In the wake of trading Stephon Gilmore to the Carolina Panthers earlier in the week, the Patriots entered their Week Five matchup with the Texans knowing that all eyes would be on the defensive backfield. New England struggled early, as J.C. Jackson mistimed a would-be interception, leading to a 67-yard touchdown reception for Houston. Though Jackson would tighten his defense, the opposite spot on the outside continues to be a challenge. Cornerback Jalen Mills had been the team’s primary option as their starting second cornerback. Through the first four games, Mills had amassed 12 total tackles (nine of which were solo tackles) and one pass defended. As such, he was expected to be a key factor in the Patriots’ pass defense on Sunday. However, Mills was inactive on Sunday, as he continues to deal with a hamstring injury. In his absence, cornerback Joejuan Williams got the start. The Vanderbilt product struggled in the role, ending up on the backside of the Texans’ flea flicker from Davis Mills to Chris Conley for the 37-yard touchdown in the third quarter. While much of the secondary was fooled on the play, Williams was meant to be the secondary edge force. He over-played the run, and was badly beaten as a result. Williams has yet to emerge as a match with New England’s press coverage schemes. As a result, the Patriots may continue to have difficulty at the position until Mills returns to the lineup.

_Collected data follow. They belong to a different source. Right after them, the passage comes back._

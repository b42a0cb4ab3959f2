//! Periodic progress reporting for running benchmarks.

use std::io::Write;
use std::sync::atomic::Ordering;
use std::time::{Duration, Instant};

use chrono::Utc;
use crossbeam_channel::{Receiver, select, tick};

use crate::benchmark::harness::RunCounters;
use crate::benchmark::result::DataPoint;

/// Column header printed once before the progress lines.
pub fn format_header() -> String {
    format!(
        "{:>26} {:>7} {:>25} {:>25} {:>25}",
        "Test time", " ", "Command Rate", "Client p50 with RTT(ms)", "Total Commands"
    )
}

/// One fixed-width progress line, without the trailing carriage return.
pub fn format_progress_line(
    elapsed: Duration,
    completion_percent: f64,
    ops_rate: f64,
    p50_ms: f64,
    total_ops: u64,
) -> String {
    let completion = format!("[{completion_percent:3.1}%]");
    format!(
        "{:>25.0}s {:>7} {:>25.2} {:>25.3} {:>25}",
        elapsed.as_secs_f64(),
        completion,
        ops_rate,
        p50_ms,
        total_ops
    )
}

/// Share of `total` covered by `elapsed`, in percent, capped at 100.
pub fn completion_percent(elapsed: Duration, total: Duration) -> f64 {
    if total.is_zero() {
        return 100.0;
    }
    (elapsed.as_secs_f64() / total.as_secs_f64() * 100.0).min(100.0)
}

/// Operations per second between two counter readings.
pub fn ops_rate(current: u64, previous: u64, took: Duration) -> f64 {
    let secs = took.as_secs_f64();
    if secs <= 0.0 {
        return 0.0;
    }
    current.saturating_sub(previous) as f64 / secs
}

/// Print progress every `period` until `stop` fires or disconnects.
///
/// Returns one data point per tick.
pub(crate) fn run(
    period: Duration,
    start: Instant,
    total: Duration,
    counters: &RunCounters,
    stop: Receiver<()>,
    out: &mut dyn Write,
) -> Vec<DataPoint> {
    let ticker = tick(period);
    let mut points = Vec::new();
    let mut prev_time = start;
    let mut prev_ops = 0;

    let _ = writeln!(out, "{}", format_header());

    loop {
        select! {
            recv(stop) -> _ => break,
            recv(ticker) -> msg => {
                let Ok(now) = msg else { break };

                let current = counters.total_ops.load(Ordering::Relaxed);
                let rate = ops_rate(current, prev_ops, now.duration_since(prev_time));
                let p50 = counters.histogram.lock().value_at_quantile_ms(0.5);
                let elapsed = now.duration_since(start);

                let line = format_progress_line(
                    elapsed,
                    completion_percent(elapsed, total),
                    rate,
                    p50,
                    current,
                );
                let _ = write!(out, "{line}\r");
                let _ = out.flush();

                points.push(
                    DataPoint::new(Utc::now().timestamp_millis())
                        .with_value("opsRate", rate)
                        .with_value("p50LatencyMs", p50)
                        .with_value("totalOps", current as f64),
                );

                prev_ops = current;
                prev_time = now;
            }
        }
    }

    let _ = writeln!(out);
    points
}
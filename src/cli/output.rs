//! Output formatting for CLI commands.

use std::io::Write;
use std::time::Duration;

use serde::{Deserialize, Serialize};

use crate::benchmark::result::BenchmarkResult;
use crate::cli::args::OutputFormat;
use crate::distributed::metrics::DistributedMetrics;
use crate::error::Result;

/// Outcome of loading synthetic data into a distributed index.
#[derive(Debug, Clone, PartialEq, Serialize, Deserialize)]
pub struct LoadSummary {
    pub index: String,
    pub partitions: usize,
    pub documents: u64,
    pub terms: usize,
    pub shard_documents: Vec<u64>,
    pub elapsed_ms: f64,
}

/// Write a load summary in the requested format.
pub fn output_load_summary(
    summary: &LoadSummary,
    format: OutputFormat,
    out: &mut dyn Write,
) -> Result<()> {
    match format {
        OutputFormat::Json => {
            serde_json::to_writer_pretty(&mut *out, summary)?;
            writeln!(out)?;
        }
        OutputFormat::Human => {
            writeln!(out, "Index: {}", summary.index)?;
            writeln!(out, "═════════════════")?;
            writeln!(out, "Documents: {}", summary.documents)?;
            writeln!(out, "Suggestion terms: {}", summary.terms)?;
            writeln!(out, "Load time: {:.2}ms", summary.elapsed_ms)?;
            writeln!(out)?;
            writeln!(out, "Shards ({}):", summary.partitions)?;
            writeln!(out, "──────────────────")?;
            for (i, count) in summary.shard_documents.iter().enumerate() {
                writeln!(out, "  {i:>3}: {count:>10} ({:.1}%)", share(*count, summary.documents))?;
            }
        }
    }
    Ok(())
}

/// Write the human-readable end-of-run summary.
pub fn output_bench_summary(
    result: &BenchmarkResult,
    metrics: &DistributedMetrics,
    out: &mut dyn Write,
) -> Result<()> {
    let quantiles = &result.overall_quantiles.all_commands;

    writeln!(out, "Benchmark Results:")?;
    writeln!(out, "═════════════════")?;
    writeln!(out, "Workers: {}", result.workers)?;
    writeln!(out, "Duration: {}ms", result.duration_millis)?;
    writeln!(out, "Total operations: {}", result.totals.total_ops)?;
    writeln!(out, "Failed operations: {}", result.totals.failed_ops)?;
    writeln!(out, "Operations per second: {:.2}", result.throughput())?;
    writeln!(out, "Average latency: {:.3}ms", result.avg_latency_ms())?;
    writeln!(out)?;
    writeln!(out, "Latency quantiles (ms):")?;
    writeln!(out, "──────────────────")?;
    writeln!(out, "  p50:   {:.3}", quantiles.q50)?;
    writeln!(out, "  p95:   {:.3}", quantiles.q95)?;
    writeln!(out, "  p99:   {:.3}", quantiles.q99)?;
    writeln!(out, "  p99.9: {:.3}", quantiles.q999)?;
    writeln!(out, "  max:   {:.3}", quantiles.q100)?;
    writeln!(out)?;
    writeln!(out, "Shard reads:")?;
    writeln!(out, "──────────────────")?;
    writeln!(out, "  Searches: {}", metrics.total_searches)?;
    writeln!(out, "  Suggests: {}", metrics.total_suggests)?;
    writeln!(out, "  Shard errors: {}", metrics.shard_errors)?;
    writeln!(out, "  Timeouts: {}", metrics.timeout_count)?;
    writeln!(out, "  Average fan-out: {}", format_duration(metrics.avg_latency))?;
    writeln!(out, "  Slowest fan-out: {}", format_duration(metrics.max_latency))?;
    Ok(())
}

fn share(part: u64, total: u64) -> f64 {
    if total == 0 {
        0.0
    } else {
        part as f64 / total as f64 * 100.0
    }
}

/// Format a duration with a unit that fits its size.
fn format_duration(duration: Duration) -> String {
    let micros = duration.as_micros();
    if micros < 1_000 {
        format!("{micros}µs")
    } else if micros < 1_000_000 {
        format!("{:.2}ms", micros as f64 / 1_000.0)
    } else {
        format!("{:.2}s", duration.as_secs_f64())
    }
}

#[cfg(test)]
mod tests {
    use super::*;

    fn summary() -> LoadSummary {
        LoadSummary {
            index: "idx".to_string(),
            partitions: 2,
            documents: 40,
            terms: 10,
            shard_documents: vec![30, 10],
            elapsed_ms: 1.5,
        }
    }

    #[test]
    fn test_format_duration() {
        assert_eq!(format_duration(Duration::from_micros(250)), "250µs");
        assert_eq!(format_duration(Duration::from_micros(1_500)), "1.50ms");
        assert_eq!(format_duration(Duration::from_millis(2_500)), "2.50s");
    }

    #[test]
    fn test_share() {
        assert_eq!(share(10, 40), 25.0);
        assert_eq!(share(3, 0), 0.0);
    }

    #[test]
    fn test_human_load_summary() {
        let mut out = Vec::new();
        output_load_summary(&summary(), OutputFormat::Human, &mut out).unwrap();
        let text = String::from_utf8(out).unwrap();

        assert!(text.contains("Documents: 40"));
        assert!(text.contains("Shards (2):"));
        assert!(text.contains("(75.0%)"));
    }

    #[test]
    fn test_json_load_summary() {
        let mut out = Vec::new();
        output_load_summary(&summary(), OutputFormat::Json, &mut out).unwrap();
        let parsed: LoadSummary = serde_json::from_slice(&out).unwrap();
        assert_eq!(parsed, summary());
    }
}
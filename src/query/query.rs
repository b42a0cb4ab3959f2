//! Search query definition.

use serde::{Deserialize, Serialize};

use crate::query::flags::QueryFlags;

/// Default paging offset.
pub const DEFAULT_OFFSET: usize = 0;

/// Default number of results per page.
pub const DEFAULT_COUNT: usize = 10;

/// Offset paging of a search result.
#[derive(Debug, Clone, Copy, PartialEq, Eq, Serialize, Deserialize)]
pub struct Paging {
    /// Number of leading results to skip.
    pub offset: usize,

    /// Maximum number of results to return.
    pub count: usize,
}

impl Paging {
    /// Create a new paging window.
    pub fn new(offset: usize, count: usize) -> Self {
        Paging { offset, count }
    }

    /// End of the window (exclusive), saturating on overflow.
    pub fn end(&self) -> usize {
        self.offset.saturating_add(self.count)
    }
}

impl Default for Paging {
    fn default() -> Self {
        Paging::new(DEFAULT_OFFSET, DEFAULT_COUNT)
    }
}

/// Options to highlight query terms in returned fields.
#[derive(Debug, Clone, PartialEq, Serialize, Deserialize)]
pub struct HighlightOptions {
    /// Fields to highlight; empty means all.
    pub fields: Vec<String>,

    /// Opening and closing tags, e.g. `<b>` and `</b>`.
    pub tags: (String, String),
}

/// Options to summarize returned fields into relevant snippets.
#[derive(Debug, Clone, PartialEq, Serialize, Deserialize)]
pub struct SummaryOptions {
    /// Fields to summarize; empty means all.
    pub fields: Vec<String>,

    /// Fragment length in tokens.
    pub fragment_len: usize,

    /// Number of fragments per field.
    pub num_fragments: usize,

    /// Separator placed between fragments.
    pub separator: String,
}

impl SummaryOptions {
    /// Summary options with engine-default lengths for the given fields.
    pub fn for_fields(fields: Vec<String>) -> Self {
        SummaryOptions {
            fields,
            fragment_len: 20,
            num_fragments: 3,
            separator: "...".to_string(),
        }
    }
}

/// A single search query and all its parameters.
///
/// ```
/// use shardbench::query::flags::QueryFlags;
/// use shardbench::query::query::Query;
///
/// let query = Query::new("hello")
///     .limit(0, 5)
///     .with_field("title")
///     .with_flags(QueryFlags::VERBATIM);
///
/// assert_eq!(query.paging.count, 5);
/// assert_eq!(query.field.as_deref(), Some("title"));
/// ```
#[derive(Debug, Clone, PartialEq, Serialize, Deserialize)]
pub struct Query {
    /// The search term.
    pub term: String,

    /// Restrict matching to this field.
    pub field: Option<String>,

    /// Result window.
    pub paging: Paging,

    /// Optional behaviours.
    pub flags: QueryFlags,

    /// Highlighting options.
    pub highlight: Option<HighlightOptions>,

    /// Summarization options.
    pub summarize: Option<SummaryOptions>,
}

impl Query {
    /// Create a query for the given term with default paging.
    pub fn new<S: Into<String>>(term: S) -> Self {
        Query {
            term: term.into(),
            field: None,
            paging: Paging::default(),
            flags: QueryFlags::NONE,
            highlight: None,
            summarize: None,
        }
    }

    /// Set the paging offset and limit.
    pub fn limit(mut self, offset: usize, count: usize) -> Self {
        self.paging = Paging::new(offset, count);
        self
    }

    /// Restrict the query to one field.
    pub fn with_field<S: Into<String>>(mut self, field: S) -> Self {
        self.field = Some(field.into());
        self
    }

    /// Replace the query flags.
    pub fn with_flags(mut self, flags: QueryFlags) -> Self {
        self.flags = flags;
        self
    }

    /// Highlight query terms in the given fields.
    pub fn highlight<S: Into<String>>(
        mut self,
        fields: Vec<String>,
        open_tag: S,
        close_tag: S,
    ) -> Self {
        self.highlight = Some(HighlightOptions {
            fields,
            tags: (open_tag.into(), close_tag.into()),
        });
        self
    }

    /// Summarize the given fields with default options.
    pub fn summarize(mut self, fields: Vec<String>) -> Self {
        self.summarize = Some(SummaryOptions::for_fields(fields));
        self
    }

    /// Summarize with explicit options.
    pub fn summarize_with(mut self, options: SummaryOptions) -> Self {
        self.summarize = Some(options);
        self
    }
}

#[cfg(test)]
mod tests {
    use super::*;

    #[test]
    fn test_default_paging() {
        let query = Query::new("term");
        assert_eq!(query.paging, Paging::new(0, 10));
        assert!(query.flags.is_empty());
        assert!(query.field.is_none());
    }

    #[test]
    fn test_paging_end_saturates() {
        assert_eq!(Paging::new(5, 10).end(), 15);
        assert_eq!(Paging::new(usize::MAX, 10).end(), usize::MAX);
    }

    #[test]
    fn test_highlight_and_summarize() {
        let query = Query::new("obama")
            .highlight(vec!["body".to_string()], "<b>", "</b>")
            .summarize(vec!["body".to_string()]);

        let highlight = query.highlight.unwrap();
        assert_eq!(highlight.tags, ("<b>".to_string(), "</b>".to_string()));

        let summary = query.summarize.unwrap();
        assert_eq!(summary.fragment_len, 20);
        assert_eq!(summary.num_fragments, 3);
        assert_eq!(summary.separator, "...");
    }
}
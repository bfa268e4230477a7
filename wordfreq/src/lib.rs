pub mod config;
pub mod engine;
pub mod errors;
pub mod metrics;
pub mod report;
pub mod stopwords;
pub mod tally;
pub mod tokenizer;
pub mod worker;

pub use config::{AnalysisConfig, CliOverrides, EncodingMode};
pub use engine::{analyze, RunPhase};
pub use errors::{TallyError, TallyResult};
pub use report::{Report, WordFrequency, REPORT_FILE_NAME, TOP_N};
pub use tally::WordTally;
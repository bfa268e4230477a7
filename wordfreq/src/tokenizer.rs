use once_cell::sync::Lazy;
use regex::Regex;

/// Any run of characters that cannot be part of a word.
static SEPARATOR: Lazy<Regex> =
    Lazy::new(|| Regex::new(r"[^\p{L}\p{N}'\-]+").expect("separator pattern is valid"));

/// Case-folds a raw line. Must run before [`tokens`] so separators see folded text.
pub fn normalize(line: &str) -> String {
    line.to_lowercase()
}

/// Splits an already normalized line into tokens.
///
/// Separators at either end of the line, or back to back, produce empty tokens. Those are
/// left in the stream; [`crate::stopwords::is_countable`] drops them.
pub fn tokens(normalized: &str) -> impl Iterator<Item = &str> + '_ {
    SEPARATOR.split(normalized)
}

/// Normalizes and splits a line in one step, returning owned tokens
pub fn tokenize(line: &str) -> Vec<String> {
    let normalized = normalize(line);
    tokens(&normalized).map(str::to_owned).collect()
}
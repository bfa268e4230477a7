use std::borrow::Cow;
use std::fs::File;
use std::io::{BufRead, BufReader};
use std::path::{Path, PathBuf};
use tracing::{debug, trace};

use crate::config::EncodingMode;
use crate::errors::{TallyError, TallyResult};
use crate::metrics::RunMetrics;
use crate::stopwords::is_countable;
use crate::tally::WordTally;
use crate::tokenizer::{normalize, tokens};

const BUFFER_CAPACITY: usize = 65536;

/// What a worker got through in one file
#[derive(Debug, Clone, Default, PartialEq, Eq)]
pub struct FileSummary {
    pub path: PathBuf,
    /// Lines fully processed
    pub lines: u64,
    /// Tokens added to the tally
    pub counted: u64,
    /// Non-empty tokens dropped as stopwords
    pub filtered: u64,
}

/// Streams the words of one file into a shared tally
#[derive(Debug, Clone)]
pub struct FileWorker<'a> {
    tally: &'a WordTally,
    metrics: RunMetrics,
    encoding_mode: EncodingMode,
}

impl<'a> FileWorker<'a> {
    pub fn new(tally: &'a WordTally, metrics: RunMetrics, encoding_mode: EncodingMode) -> Self {
        Self {
            tally,
            metrics,
            encoding_mode,
        }
    }

    /// Counts every word in `path`.
    ///
    /// An open failure contributes nothing. A failure partway through leaves the counts of
    /// the lines already read in the tally and returns the error.
    pub fn process_file(&self, path: &Path) -> TallyResult<FileSummary> {
        trace!("Processing file: {}", path.display());

        let file = match File::open(path) {
            Ok(file) => file,
            Err(e) => {
                self.metrics.record_file_failure();
                return Err(TallyError::open_failed(path, e));
            }
        };

        let mut summary = FileSummary {
            path: path.to_path_buf(),
            ..FileSummary::default()
        };
        let outcome = self.scan(BufReader::with_capacity(BUFFER_CAPACITY, file), &mut summary);

        self.metrics
            .record_scan(summary.lines, summary.counted, summary.filtered);
        match outcome {
            Ok(()) => {
                self.metrics.record_file_success();
                debug!(
                    "Finished {}: {} lines, {} words counted, {} stopwords skipped",
                    path.display(),
                    summary.lines,
                    summary.counted,
                    summary.filtered
                );
                Ok(summary)
            }
            Err(e) => {
                self.metrics.record_file_failure();
                Err(e)
            }
        }
    }

    fn scan<R: BufRead>(&self, mut reader: R, summary: &mut FileSummary) -> TallyResult<()> {
        let mut buffer = Vec::with_capacity(256);
        loop {
            buffer.clear();
            let line_number = summary.lines as usize + 1;
            let read = reader
                .read_until(b'\n', &mut buffer)
                .map_err(|e| TallyError::read_failed(&summary.path, line_number, e))?;
            if read == 0 {
                return Ok(());
            }

            let line = self.decode(&buffer, &summary.path, line_number)?;
            self.count_line(&line, summary);
            summary.lines += 1;
        }
    }

    fn decode<'b>(&self, bytes: &'b [u8], path: &Path, line: usize) -> TallyResult<Cow<'b, str>> {
        match self.encoding_mode {
            EncodingMode::FailFast => std::str::from_utf8(bytes)
                .map(Cow::Borrowed)
                .map_err(|_| TallyError::invalid_encoding(path, line)),
            EncodingMode::Lossy => Ok(String::from_utf8_lossy(bytes)),
        }
    }

    fn count_line(&self, line: &str, summary: &mut FileSummary) {
        let normalized = normalize(line);
        for token in tokens(&normalized) {
            if is_countable(token) {
                self.tally.increment(token);
                summary.counted += 1;
            } else if !token.is_empty() {
                summary.filtered += 1;
            }
        }
    }
}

Lesson Four: Ball security is still a problem

The easiest way for a running back (or any player, for that matter) to end up on the Belichickian equivalent of ‘double secret probation’ is to exhibit an inability to protect the football. Unfortunately, for New England, the Pats’ rushers continue to struggle with fumbling. Perhaps equally as unfortunate, is the fact that the Pats are no longer deep enough at the position to banish an abundance of bodies to the bench. For the second time this season, Damien Harris fumbled as he approached the end zone. The would-be touchdown would have given New England the lead, and could have swung the momentum definitively in their direction. Harris also committed a costly fumble in the Pats’ season-opener against the Miami Dolphins, costing the Pats a potential win. Rookie Rhamondres Stevenson also lost the ball in Week One, only to be recovered by Miami. In Week Four against the Tampa Bay Buccaneers, running back J.J. Taylor fumbled the ball during a key drive for the Pats, when the team was already in field goal range. Taylor was a healthy inactive for Week Five. With three out of their four runners all demonstrating difficulty in securing the football, the Patriots coaching staff (particularly running backs coach Ivan Fears) have a great deal of work to do, in hopes of improving on what is becoming a liability for the team’s offense.